Sanal takımlarda liderliği iki ana bölümde incelemek mümkündür. Bölümlerden birincisi, sanal takımlar kuruluncaya ve faaliyete geçinceye kadar gerçekleştirilen liderlik faaliyetleridir. İkincisi ise sanal takımlar kurulduktan sonra sergilenen liderlik faaliyetleridir ki bunu da kendi içerisinde iki alt kısma ayırmak yerinde olacaktır. Alt kısımlardan birincisi, üst yönetimin sanal takımlara kaynak, enformasyon ve zaman tahsisinde bulunarak, kimi zaman da bilfiil bir sanal takım içerisinde yer alarak gerçekleştirdiği liderlik faaliyetleridir. Sanal takımlar kurulduktan sonra sergilenen liderlik faaliyetlerine ilişkin ikinci alt kısım ise, sanal takım faaliyete geçerken belirlenen görev liderleri ve takım işlemeye başladıktan sonra doğal olarak ortaya çıkan sosyal liderliktir. Burada daha ziyade sanal takımlar kurulmadan önce gerçekleştirilmesi arzulanan liderlik faaliyetlerinden bahsedilecektir. Bu açıklamalardan da anlaşılabileceği gibi sanal takımlarda liderliğin ilk bölümü daha ziyade üst yönetimin sorumluluğu ile ilgilidir. İkinci bölüm ise daha ziyade operasyonel bir hava taşır ve daha alt kademe çalışanlarla bağlantılıdır.

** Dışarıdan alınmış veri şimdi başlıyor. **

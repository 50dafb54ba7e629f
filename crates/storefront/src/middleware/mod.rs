//! HTTP middleware stack for storefront.
//!
//! # Middleware Order (bottom to top in Router)
//!
//! 1. Sentry layer (capture errors)
//! 2. `TraceLayer` (request tracing)
//! 3. Session layer (tower-sessions with `PostgreSQL` store)

pub mod auth;
pub mod session;

pub use auth::{OptionalUser, RequireUser, clear_current_user, set_current_user};
pub use session::create_session_layer;
//! Integration tests for order creation, listing, and payment verification.
//!
//! These tests require:
//! - A running `PostgreSQL` database with migrations applied
//! - The storefront server running (cargo run -p marigold-storefront)
//!
//! Run with: cargo test -p marigold-integration-tests -- --ignored

use hmac::{Hmac, Mac};
use reqwest::{Client, StatusCode};
use serde_json::{Value, json};
use sha2::Sha256;

use marigold_integration_tests::{session_client, storefront_base_url, unique_email};

/// Sign the way the gateway does: hex HMAC-SHA256 over `order_id|payment_id`.
fn razorpay_signature(secret: &str, order_id: &str, payment_id: &str) -> String {
    let mut mac = Hmac::<Sha256>::new_from_slice(secret.as_bytes())
        .expect("hmac accepts any key length");
    mac.update(format!("{order_id}|{payment_id}").as_bytes());
    hex::encode(mac.finalize().into_bytes())
}

async fn fetch_order(client: &Client, base_url: &str, order_id: &str) -> Value {
    let resp = client
        .get(format!("{base_url}/api/orders"))
        .send()
        .await
        .expect("orders request failed");
    assert_eq!(resp.status(), StatusCode::OK);

    let body: Value = resp.json().await.expect("orders response not json");
    body["orders"]
        .as_array()
        .expect("orders not an array")
        .iter()
        .find(|o| o["orderId"] == order_id)
        .cloned()
        .expect("order not in history")
}

async fn signed_in_client() -> (Client, String) {
    let client = session_client();
    let base_url = storefront_base_url();
    let email = unique_email();

    let resp = client
        .post(format!("{base_url}/api/auth/register"))
        .json(&json!({
            "email": email,
            "name": "Order Tester",
            "password": "correct-horse-battery",
        }))
        .send()
        .await
        .expect("register request failed");
    assert_eq!(resp.status(), StatusCode::OK);

    (client, email)
}

fn checkout_item() -> Value {
    json!({
        "product": {
            "_id": "prod_integration",
            "name": "Handloom Cotton Saree",
            "slug": "handloom-cotton-saree",
            "price": "1299.00",
            "images": [],
            "categories": ["sarees"],
        },
        "quantity": 1,
        "size": "Free Size",
    })
}

#[tokio::test]
#[ignore = "Requires running storefront server"]
async fn test_cod_order_appears_in_history() {
    let (client, email) = signed_in_client().await;
    let base_url = storefront_base_url();

    let resp = client
        .post(format!("{base_url}/api/orders/cod"))
        .json(&json!({
            "customerName": "Order Tester",
            "customerEmail": email,
            "items": [checkout_item()],
            "totalAmount": "1299.00",
        }))
        .send()
        .await
        .expect("cod request failed");
    assert_eq!(resp.status(), StatusCode::OK);

    let body: Value = resp.json().await.expect("cod response not json");
    assert_eq!(body["success"], true);
    let order_id = body["orderId"].as_str().expect("orderId missing").to_string();

    let resp = client
        .get(format!("{base_url}/api/orders"))
        .send()
        .await
        .expect("orders request failed");
    assert_eq!(resp.status(), StatusCode::OK);

    let body: Value = resp.json().await.expect("orders response not json");
    let orders = body["orders"].as_array().expect("orders not an array");
    let order = orders
        .iter()
        .find(|o| o["orderId"] == order_id.as_str())
        .expect("created order not in history");

    assert_eq!(order["paymentStatus"], "cod");
    assert_eq!(order["orderStatus"], "confirmed");
    assert_eq!(order["paymentMethod"], "cod");
    assert_eq!(order["items"][0]["name"], "Handloom Cotton Saree");
}

#[tokio::test]
#[ignore = "Requires running storefront server"]
async fn test_pending_order_can_be_cancelled() {
    let (client, email) = signed_in_client().await;
    let base_url = storefront_base_url();

    let resp = client
        .post(format!("{base_url}/api/orders/create"))
        .json(&json!({
            "items": [checkout_item()],
            "customer": { "name": "Order Tester", "email": email },
            "totalAmount": "1299.00",
        }))
        .send()
        .await
        .expect("create request failed");
    assert_eq!(resp.status(), StatusCode::OK);

    let body: Value = resp.json().await.expect("create response not json");
    let order_id = body["orderId"].as_str().expect("orderId missing").to_string();

    let resp = client
        .post(format!("{base_url}/api/orders/update/{order_id}"))
        .json(&json!({ "orderStatus": "cancelled" }))
        .send()
        .await
        .expect("update request failed");
    assert_eq!(resp.status(), StatusCode::OK);

    let body: Value = resp.json().await.expect("update response not json");
    assert_eq!(body["success"], true);
    assert_eq!(body["order"]["orderStatus"], "cancelled");

    // A cancelled order can't be cancelled into paid
    let resp = client
        .post(format!("{base_url}/api/orders/update/{order_id}"))
        .json(&json!({ "paymentStatus": "paid" }))
        .send()
        .await
        .expect("update request failed");
    assert_eq!(resp.status(), StatusCode::BAD_REQUEST);
}

#[tokio::test]
#[ignore = "Requires running storefront server"]
async fn test_order_create_requires_items() {
    let (client, email) = signed_in_client().await;
    let base_url = storefront_base_url();

    let resp = client
        .post(format!("{base_url}/api/orders/create"))
        .json(&json!({
            "items": [],
            "customer": { "name": "Order Tester", "email": email },
            "totalAmount": "1299.00",
        }))
        .send()
        .await
        .expect("create request failed");
    assert_eq!(resp.status(), StatusCode::BAD_REQUEST);

    let body: Value = resp.json().await.expect("error response not json");
    assert_eq!(body["error"], "Missing required fields");
}

#[tokio::test]
#[ignore = "Requires running storefront server and RAZORPAY_KEY_SECRET"]
async fn test_valid_signature_settles_order_once() {
    let secret = std::env::var("RAZORPAY_KEY_SECRET")
        .expect("set RAZORPAY_KEY_SECRET to the server's key secret");

    let (client, email) = signed_in_client().await;
    let base_url = storefront_base_url();

    let resp = client
        .post(format!("{base_url}/api/orders/create"))
        .json(&json!({
            "items": [checkout_item()],
            "customer": { "name": "Order Tester", "email": email },
            "totalAmount": "1299.00",
            "paymentMethod": "razorpay",
        }))
        .send()
        .await
        .expect("create request failed");
    assert_eq!(resp.status(), StatusCode::OK);

    let body: Value = resp.json().await.expect("create response not json");
    let order_id = body["orderId"].as_str().expect("orderId missing").to_string();

    let suffix = uuid::Uuid::new_v4().simple().to_string();
    let gateway_order_id = format!("order_it{suffix}");
    let payment_id = format!("pay_it{suffix}");
    let verify_body = json!({
        "razorpay_order_id": gateway_order_id,
        "razorpay_payment_id": payment_id,
        "razorpay_signature": razorpay_signature(&secret, &gateway_order_id, &payment_id),
        "orderId": order_id,
    });

    let resp = client
        .post(format!("{base_url}/api/verifyOrder"))
        .json(&verify_body)
        .send()
        .await
        .expect("verify request failed");
    assert_eq!(resp.status(), StatusCode::OK);

    let body: Value = resp.json().await.expect("verify response not json");
    assert_eq!(body["success"], true);

    let order = fetch_order(&client, &base_url, &order_id).await;
    assert_eq!(order["paymentStatus"], "paid");
    assert_eq!(order["orderStatus"], "confirmed");

    // Re-delivering the same verification is acknowledged and changes nothing
    let resp = client
        .post(format!("{base_url}/api/verifyOrder"))
        .json(&verify_body)
        .send()
        .await
        .expect("verify replay failed");
    assert_eq!(resp.status(), StatusCode::OK);

    let body: Value = resp.json().await.expect("replay response not json");
    assert_eq!(body["success"], true);

    let replayed = fetch_order(&client, &base_url, &order_id).await;
    assert_eq!(replayed["paymentStatus"], "paid");
    assert_eq!(replayed["orderStatus"], "confirmed");
    assert_eq!(replayed["updatedAt"], order["updatedAt"]);
}

#[tokio::test]
#[ignore = "Requires running storefront server and CATALOG_TEST_PRODUCT_ID"]
async fn test_snapshot_refresh_preserves_charged_price() {
    let product_id = std::env::var("CATALOG_TEST_PRODUCT_ID")
        .expect("set CATALOG_TEST_PRODUCT_ID to a product present in the catalog");

    let (client, email) = signed_in_client().await;
    let base_url = storefront_base_url();

    // The charged price is deliberately one the catalog would never report
    let resp = client
        .post(format!("{base_url}/api/orders/cod"))
        .json(&json!({
            "customerName": "Order Tester",
            "customerEmail": email,
            "items": [{
                "product": {
                    "_id": product_id,
                    "name": "Stale Snapshot Name",
                    "price": "4321.00",
                    "images": [],
                },
                "quantity": 1,
            }],
            "totalAmount": "4321.00",
        }))
        .send()
        .await
        .expect("cod request failed");
    assert_eq!(resp.status(), StatusCode::OK);

    let body: Value = resp.json().await.expect("cod response not json");
    let order_id = body["orderId"].as_str().expect("orderId missing").to_string();

    let mut webhook = json!({
        "type": "product",
        "operation": "update",
        "documentId": product_id,
    });
    if let Ok(secret) = std::env::var("CONTENT_WEBHOOK_SECRET") {
        webhook["secret"] = json!(secret);
    }

    let resp = session_client()
        .post(format!("{base_url}/api/webhooks/content"))
        .json(&webhook)
        .send()
        .await
        .expect("webhook request failed");
    assert_eq!(resp.status(), StatusCode::OK);

    let body: Value = resp.json().await.expect("webhook response not json");
    assert_eq!(body["success"], true);

    // Display fields come from the catalog now; the price the customer paid
    // does not move.
    let order = fetch_order(&client, &base_url, &order_id).await;
    assert_eq!(order["items"][0]["price"], "4321.00");
}

#[tokio::test]
#[ignore = "Requires running storefront server"]
async fn test_verify_rejects_forged_signature() {
    let base_url = storefront_base_url();

    // Verification is unauthenticated; the signature is the credential
    let resp = session_client()
        .post(format!("{base_url}/api/verifyOrder"))
        .json(&json!({
            "razorpay_order_id": "order_test123",
            "razorpay_payment_id": "pay_test123",
            "razorpay_signature": "deadbeef",
        }))
        .send()
        .await
        .expect("verify request failed");
    assert_eq!(resp.status(), StatusCode::BAD_REQUEST);

    let body: Value = resp.json().await.expect("verify response not json");
    assert_eq!(body["success"], false);
}

#[tokio::test]
#[ignore = "Requires running storefront server"]
async fn test_verify_rejects_missing_parameters() {
    let base_url = storefront_base_url();

    let resp = session_client()
        .post(format!("{base_url}/api/verifyOrder"))
        .json(&json!({
            "razorpay_order_id": "",
            "razorpay_payment_id": "",
            "razorpay_signature": "",
        }))
        .send()
        .await
        .expect("verify request failed");
    assert_eq!(resp.status(), StatusCode::BAD_REQUEST);

    let body: Value = resp.json().await.expect("verify response not json");
    assert_eq!(body["success"], false);
    assert_eq!(body["error"], "Missing required parameters");
}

Bir organizasyonda sanal takımlar kurulmadan önce bazı değişiklikler gerekli midir? Gerekliyse bu değişikliğin mimarı lider mi olmalıdır? Yani “değişim” bir liderlik görevi midir? Bu noktada düşünürler arasında yoğun tartışmalar yaşanmaktadır. Bir grup düşünür, liderin asli görevinin organizasyonun sürekliliğini sağlamak olduğunu savunmaktadırlar. Onlara göre bu da ancak liderin organizasyon içerisinde var olan inanç, değer, varsayımlar vb. setini yani organizasyon kültürünü korumasıyla gerçekleşebilecektir.

Tartışmanın diğer yakasındaki düşünürler ise “Değişmeyen tek şeyin değişim olduğu” fikrini savunurlar. Liderin temel görevi organizasyon kültürünün değişen çevre şartlarına uyumlaştırılmasıdır. Hatta bu gruptaki düşünürler, temel görevlerinin statükoları korumak olduğuna inandıkları bazı kamu personelini ve özel sektörde çalışan yöneticileri, lider olarak değil bürokrat olarak nitelendirirler[6].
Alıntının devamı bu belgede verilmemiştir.